• **Your instructions**
Return only those lines of the records below in which "based" appears.

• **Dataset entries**
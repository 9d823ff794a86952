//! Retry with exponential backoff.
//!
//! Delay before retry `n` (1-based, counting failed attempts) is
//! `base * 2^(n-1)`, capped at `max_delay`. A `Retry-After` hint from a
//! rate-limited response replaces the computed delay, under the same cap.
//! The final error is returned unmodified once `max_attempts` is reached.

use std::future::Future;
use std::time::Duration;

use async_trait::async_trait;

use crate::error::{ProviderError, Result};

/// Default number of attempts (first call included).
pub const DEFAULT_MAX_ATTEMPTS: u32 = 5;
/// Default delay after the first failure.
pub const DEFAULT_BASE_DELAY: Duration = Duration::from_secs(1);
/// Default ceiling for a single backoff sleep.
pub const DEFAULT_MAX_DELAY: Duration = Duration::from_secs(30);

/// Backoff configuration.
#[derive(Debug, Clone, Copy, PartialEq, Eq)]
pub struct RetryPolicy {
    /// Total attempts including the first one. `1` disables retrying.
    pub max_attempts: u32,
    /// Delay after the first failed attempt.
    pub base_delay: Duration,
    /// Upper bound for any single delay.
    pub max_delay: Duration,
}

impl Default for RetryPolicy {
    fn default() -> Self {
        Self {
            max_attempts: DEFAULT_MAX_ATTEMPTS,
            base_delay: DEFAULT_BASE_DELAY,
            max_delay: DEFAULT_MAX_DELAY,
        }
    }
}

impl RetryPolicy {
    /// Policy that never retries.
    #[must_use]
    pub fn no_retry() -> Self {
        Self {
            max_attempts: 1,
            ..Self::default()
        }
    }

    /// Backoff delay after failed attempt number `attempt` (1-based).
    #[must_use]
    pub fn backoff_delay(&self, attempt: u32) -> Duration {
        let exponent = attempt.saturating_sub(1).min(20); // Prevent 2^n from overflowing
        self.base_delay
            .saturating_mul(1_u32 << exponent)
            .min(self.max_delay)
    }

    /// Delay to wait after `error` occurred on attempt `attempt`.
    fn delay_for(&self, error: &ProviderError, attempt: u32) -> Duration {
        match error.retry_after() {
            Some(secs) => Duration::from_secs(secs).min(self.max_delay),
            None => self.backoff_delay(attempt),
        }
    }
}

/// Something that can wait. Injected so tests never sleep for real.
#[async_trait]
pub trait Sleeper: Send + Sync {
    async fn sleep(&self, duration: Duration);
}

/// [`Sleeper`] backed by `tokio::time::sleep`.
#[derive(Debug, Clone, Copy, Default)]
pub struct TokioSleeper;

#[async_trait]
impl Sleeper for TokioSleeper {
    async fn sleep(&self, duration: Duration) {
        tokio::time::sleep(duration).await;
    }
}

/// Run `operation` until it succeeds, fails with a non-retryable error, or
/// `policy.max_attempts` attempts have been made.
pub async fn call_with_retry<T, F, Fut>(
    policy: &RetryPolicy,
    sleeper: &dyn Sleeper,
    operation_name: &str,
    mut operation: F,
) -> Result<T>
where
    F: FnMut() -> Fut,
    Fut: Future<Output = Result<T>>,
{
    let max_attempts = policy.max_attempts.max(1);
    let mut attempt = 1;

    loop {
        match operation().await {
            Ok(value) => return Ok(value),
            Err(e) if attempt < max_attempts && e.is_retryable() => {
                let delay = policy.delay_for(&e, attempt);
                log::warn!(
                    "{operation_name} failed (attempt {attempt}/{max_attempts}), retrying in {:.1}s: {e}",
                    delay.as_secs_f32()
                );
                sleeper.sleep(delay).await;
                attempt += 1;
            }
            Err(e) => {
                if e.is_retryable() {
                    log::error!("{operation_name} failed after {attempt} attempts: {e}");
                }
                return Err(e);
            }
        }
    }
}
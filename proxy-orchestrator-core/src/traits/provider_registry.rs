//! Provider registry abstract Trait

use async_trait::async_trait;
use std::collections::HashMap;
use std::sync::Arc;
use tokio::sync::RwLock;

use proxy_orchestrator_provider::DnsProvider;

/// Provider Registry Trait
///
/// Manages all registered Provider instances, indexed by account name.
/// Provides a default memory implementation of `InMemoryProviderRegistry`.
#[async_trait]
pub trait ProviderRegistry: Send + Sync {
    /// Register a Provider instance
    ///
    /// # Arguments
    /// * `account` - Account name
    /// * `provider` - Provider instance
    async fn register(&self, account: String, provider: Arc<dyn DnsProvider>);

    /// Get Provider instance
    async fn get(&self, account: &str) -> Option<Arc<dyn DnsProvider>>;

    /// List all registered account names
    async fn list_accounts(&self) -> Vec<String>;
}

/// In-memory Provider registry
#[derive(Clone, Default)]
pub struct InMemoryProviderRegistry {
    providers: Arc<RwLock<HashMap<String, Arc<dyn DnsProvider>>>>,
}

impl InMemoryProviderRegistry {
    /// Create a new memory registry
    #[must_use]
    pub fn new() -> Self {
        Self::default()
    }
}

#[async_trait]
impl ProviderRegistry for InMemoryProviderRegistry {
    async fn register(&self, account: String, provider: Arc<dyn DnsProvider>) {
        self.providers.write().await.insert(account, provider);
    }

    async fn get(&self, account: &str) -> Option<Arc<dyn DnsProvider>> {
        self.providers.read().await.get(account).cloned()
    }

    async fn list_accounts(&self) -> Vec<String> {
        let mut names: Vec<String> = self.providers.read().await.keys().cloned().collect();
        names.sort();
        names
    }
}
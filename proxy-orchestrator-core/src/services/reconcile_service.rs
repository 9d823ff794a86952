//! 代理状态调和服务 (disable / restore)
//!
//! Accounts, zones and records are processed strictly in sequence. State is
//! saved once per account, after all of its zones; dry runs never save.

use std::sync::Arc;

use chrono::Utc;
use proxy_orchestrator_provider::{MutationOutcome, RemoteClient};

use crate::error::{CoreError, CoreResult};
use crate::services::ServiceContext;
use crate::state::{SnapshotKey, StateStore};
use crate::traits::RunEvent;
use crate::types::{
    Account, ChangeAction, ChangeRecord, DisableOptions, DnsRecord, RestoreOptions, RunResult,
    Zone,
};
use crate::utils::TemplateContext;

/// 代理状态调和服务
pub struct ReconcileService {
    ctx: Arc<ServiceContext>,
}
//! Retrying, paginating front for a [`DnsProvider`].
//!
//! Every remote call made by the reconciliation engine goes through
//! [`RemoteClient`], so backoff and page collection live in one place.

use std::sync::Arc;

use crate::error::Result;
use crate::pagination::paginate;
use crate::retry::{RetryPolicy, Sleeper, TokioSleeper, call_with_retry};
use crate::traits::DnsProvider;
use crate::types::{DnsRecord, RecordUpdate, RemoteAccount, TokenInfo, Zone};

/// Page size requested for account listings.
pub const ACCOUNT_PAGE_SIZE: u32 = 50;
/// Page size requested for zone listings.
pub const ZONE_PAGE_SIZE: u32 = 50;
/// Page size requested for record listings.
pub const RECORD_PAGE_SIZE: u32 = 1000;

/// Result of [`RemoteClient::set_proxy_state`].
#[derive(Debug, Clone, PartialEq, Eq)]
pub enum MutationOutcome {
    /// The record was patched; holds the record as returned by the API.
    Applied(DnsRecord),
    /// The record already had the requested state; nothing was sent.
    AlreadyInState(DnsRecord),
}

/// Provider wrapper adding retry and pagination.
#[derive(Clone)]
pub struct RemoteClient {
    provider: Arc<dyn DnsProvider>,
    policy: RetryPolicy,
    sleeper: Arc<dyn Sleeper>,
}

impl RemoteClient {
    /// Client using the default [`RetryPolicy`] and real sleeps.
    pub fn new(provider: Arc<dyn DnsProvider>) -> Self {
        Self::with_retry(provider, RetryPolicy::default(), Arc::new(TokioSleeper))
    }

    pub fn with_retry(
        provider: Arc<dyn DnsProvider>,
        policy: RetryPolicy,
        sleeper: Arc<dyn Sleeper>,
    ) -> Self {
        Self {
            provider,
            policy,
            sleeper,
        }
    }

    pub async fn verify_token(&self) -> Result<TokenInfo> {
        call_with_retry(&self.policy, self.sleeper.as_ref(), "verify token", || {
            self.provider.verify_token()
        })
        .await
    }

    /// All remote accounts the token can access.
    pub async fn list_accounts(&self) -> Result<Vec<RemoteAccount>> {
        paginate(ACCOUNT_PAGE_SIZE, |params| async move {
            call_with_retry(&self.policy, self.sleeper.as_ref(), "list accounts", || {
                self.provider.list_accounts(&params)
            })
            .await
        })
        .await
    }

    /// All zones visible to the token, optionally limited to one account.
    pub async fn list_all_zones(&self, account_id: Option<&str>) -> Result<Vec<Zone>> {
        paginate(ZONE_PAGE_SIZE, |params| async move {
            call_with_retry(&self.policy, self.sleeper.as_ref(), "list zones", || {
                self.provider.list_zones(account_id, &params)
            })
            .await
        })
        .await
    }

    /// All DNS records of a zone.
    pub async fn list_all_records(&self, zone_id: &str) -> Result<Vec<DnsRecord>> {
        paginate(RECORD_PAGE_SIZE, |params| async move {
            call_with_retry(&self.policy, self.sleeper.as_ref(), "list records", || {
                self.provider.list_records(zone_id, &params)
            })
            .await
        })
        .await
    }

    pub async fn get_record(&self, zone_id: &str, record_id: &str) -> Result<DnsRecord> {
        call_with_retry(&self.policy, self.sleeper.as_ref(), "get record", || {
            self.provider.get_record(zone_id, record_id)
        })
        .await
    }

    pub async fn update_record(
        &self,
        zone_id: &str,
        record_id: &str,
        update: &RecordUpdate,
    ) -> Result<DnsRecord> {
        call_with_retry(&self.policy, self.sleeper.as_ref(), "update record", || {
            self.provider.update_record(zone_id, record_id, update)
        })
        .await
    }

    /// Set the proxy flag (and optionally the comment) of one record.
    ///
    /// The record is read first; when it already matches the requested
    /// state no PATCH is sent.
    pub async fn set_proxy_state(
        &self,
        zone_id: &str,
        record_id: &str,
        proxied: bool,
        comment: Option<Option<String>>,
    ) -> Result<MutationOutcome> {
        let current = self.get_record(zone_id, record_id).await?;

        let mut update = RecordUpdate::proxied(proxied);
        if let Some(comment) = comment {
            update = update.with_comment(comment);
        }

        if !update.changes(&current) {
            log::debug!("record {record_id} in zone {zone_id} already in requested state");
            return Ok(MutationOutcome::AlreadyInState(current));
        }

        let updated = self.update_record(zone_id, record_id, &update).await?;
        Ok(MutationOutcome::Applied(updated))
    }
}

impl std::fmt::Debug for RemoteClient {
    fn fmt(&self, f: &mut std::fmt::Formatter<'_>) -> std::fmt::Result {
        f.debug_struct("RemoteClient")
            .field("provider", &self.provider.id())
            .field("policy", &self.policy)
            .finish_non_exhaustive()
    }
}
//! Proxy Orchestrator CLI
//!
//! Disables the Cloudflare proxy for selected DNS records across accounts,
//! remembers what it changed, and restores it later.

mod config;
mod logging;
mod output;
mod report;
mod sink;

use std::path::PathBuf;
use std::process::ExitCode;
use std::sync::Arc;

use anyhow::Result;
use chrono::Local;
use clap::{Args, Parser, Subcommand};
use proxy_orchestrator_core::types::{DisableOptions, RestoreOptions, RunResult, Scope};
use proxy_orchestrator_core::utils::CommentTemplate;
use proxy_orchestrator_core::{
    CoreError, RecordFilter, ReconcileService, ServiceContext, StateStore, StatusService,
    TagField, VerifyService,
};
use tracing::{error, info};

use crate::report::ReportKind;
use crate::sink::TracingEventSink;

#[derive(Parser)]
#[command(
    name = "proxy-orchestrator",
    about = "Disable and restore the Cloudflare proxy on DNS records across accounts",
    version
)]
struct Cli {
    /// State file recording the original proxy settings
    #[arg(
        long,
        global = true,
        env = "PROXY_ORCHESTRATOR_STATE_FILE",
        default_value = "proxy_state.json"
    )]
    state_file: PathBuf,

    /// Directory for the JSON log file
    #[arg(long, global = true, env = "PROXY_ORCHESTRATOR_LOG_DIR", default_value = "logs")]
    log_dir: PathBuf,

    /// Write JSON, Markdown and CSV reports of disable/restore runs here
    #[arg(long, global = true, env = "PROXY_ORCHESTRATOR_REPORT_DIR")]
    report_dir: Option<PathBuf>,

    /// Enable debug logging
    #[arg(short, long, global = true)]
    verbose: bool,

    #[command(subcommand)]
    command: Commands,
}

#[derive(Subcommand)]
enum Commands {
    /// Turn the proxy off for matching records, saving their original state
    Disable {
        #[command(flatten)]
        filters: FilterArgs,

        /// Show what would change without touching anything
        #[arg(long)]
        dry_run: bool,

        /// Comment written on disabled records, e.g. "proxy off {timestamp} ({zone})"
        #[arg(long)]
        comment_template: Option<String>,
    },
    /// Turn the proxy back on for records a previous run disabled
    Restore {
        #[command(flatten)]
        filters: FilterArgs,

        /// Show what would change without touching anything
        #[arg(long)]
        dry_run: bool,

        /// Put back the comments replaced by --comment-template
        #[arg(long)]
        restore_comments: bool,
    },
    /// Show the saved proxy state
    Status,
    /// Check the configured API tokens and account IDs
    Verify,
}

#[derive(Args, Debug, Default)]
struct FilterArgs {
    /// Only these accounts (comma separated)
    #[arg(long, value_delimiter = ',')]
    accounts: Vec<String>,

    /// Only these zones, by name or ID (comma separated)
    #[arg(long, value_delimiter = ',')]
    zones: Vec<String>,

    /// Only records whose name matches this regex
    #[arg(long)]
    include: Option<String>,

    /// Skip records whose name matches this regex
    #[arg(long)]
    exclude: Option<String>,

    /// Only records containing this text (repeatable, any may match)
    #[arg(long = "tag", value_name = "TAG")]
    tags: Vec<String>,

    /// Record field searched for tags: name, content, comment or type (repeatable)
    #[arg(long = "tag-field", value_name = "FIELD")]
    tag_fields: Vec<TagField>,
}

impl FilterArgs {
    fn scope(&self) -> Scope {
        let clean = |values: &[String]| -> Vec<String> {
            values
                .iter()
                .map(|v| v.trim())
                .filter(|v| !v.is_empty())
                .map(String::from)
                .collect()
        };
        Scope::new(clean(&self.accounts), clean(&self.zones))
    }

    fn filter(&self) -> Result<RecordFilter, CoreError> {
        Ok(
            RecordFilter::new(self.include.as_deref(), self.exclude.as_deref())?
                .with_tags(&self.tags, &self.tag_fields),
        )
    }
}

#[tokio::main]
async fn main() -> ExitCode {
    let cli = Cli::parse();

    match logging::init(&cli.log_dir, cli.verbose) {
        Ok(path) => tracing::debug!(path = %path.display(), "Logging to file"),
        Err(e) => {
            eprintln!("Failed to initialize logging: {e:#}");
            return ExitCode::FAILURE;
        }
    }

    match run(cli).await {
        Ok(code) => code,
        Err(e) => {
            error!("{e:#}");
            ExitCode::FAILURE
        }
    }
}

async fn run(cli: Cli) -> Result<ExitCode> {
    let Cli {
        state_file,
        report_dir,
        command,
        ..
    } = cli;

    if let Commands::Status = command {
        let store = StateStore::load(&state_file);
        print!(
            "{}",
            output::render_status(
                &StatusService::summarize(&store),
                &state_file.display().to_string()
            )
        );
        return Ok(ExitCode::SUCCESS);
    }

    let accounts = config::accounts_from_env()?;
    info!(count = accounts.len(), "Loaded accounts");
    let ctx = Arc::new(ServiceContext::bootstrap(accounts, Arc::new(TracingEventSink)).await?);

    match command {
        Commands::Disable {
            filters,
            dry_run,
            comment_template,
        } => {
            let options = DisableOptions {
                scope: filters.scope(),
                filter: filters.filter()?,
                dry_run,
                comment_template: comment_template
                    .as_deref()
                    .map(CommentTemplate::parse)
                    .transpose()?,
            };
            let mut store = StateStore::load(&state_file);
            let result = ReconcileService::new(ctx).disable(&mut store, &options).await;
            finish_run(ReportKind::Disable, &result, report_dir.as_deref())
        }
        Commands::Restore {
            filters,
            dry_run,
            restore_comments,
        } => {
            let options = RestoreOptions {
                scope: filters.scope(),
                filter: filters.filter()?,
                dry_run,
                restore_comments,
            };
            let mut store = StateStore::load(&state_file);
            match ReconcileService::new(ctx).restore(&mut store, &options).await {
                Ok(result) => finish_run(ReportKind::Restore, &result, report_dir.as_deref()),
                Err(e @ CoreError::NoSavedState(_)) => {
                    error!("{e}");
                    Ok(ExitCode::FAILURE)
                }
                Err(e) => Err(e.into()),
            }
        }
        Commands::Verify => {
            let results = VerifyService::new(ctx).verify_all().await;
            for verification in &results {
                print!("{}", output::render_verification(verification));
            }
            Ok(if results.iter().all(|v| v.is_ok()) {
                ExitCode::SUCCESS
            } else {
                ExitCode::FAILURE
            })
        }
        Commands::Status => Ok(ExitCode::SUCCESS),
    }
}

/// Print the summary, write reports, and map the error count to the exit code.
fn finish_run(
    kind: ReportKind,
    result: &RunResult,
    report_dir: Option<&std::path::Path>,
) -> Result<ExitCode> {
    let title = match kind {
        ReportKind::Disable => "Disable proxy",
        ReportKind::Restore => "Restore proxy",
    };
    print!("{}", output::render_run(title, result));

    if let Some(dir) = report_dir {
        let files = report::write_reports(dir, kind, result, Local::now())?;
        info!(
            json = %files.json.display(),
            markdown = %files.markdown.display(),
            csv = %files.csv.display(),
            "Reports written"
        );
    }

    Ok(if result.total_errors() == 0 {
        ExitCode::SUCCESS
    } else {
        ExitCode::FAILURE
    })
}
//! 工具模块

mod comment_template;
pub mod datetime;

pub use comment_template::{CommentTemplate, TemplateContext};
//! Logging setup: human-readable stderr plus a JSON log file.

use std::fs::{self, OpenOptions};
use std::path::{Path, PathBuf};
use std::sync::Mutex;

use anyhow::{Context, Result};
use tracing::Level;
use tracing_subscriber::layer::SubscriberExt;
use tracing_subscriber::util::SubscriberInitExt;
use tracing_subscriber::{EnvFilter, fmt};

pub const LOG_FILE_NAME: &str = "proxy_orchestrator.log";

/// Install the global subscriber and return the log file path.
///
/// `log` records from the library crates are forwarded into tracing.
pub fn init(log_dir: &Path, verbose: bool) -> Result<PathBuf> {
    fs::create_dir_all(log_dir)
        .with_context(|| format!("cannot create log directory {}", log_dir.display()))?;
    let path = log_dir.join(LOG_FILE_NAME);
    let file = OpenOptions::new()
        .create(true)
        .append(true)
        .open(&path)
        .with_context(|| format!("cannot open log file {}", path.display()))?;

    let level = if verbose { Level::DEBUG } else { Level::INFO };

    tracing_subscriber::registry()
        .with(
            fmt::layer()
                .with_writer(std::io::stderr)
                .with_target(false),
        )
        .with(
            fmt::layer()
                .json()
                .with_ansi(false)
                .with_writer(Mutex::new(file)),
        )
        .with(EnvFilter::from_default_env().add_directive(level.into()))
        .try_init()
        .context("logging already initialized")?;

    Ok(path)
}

• **Task answer**
//! Delay before retry `n` (1-based, counting failed attempts) is
    /// Backoff delay after failed attempt number `attempt` (1-based).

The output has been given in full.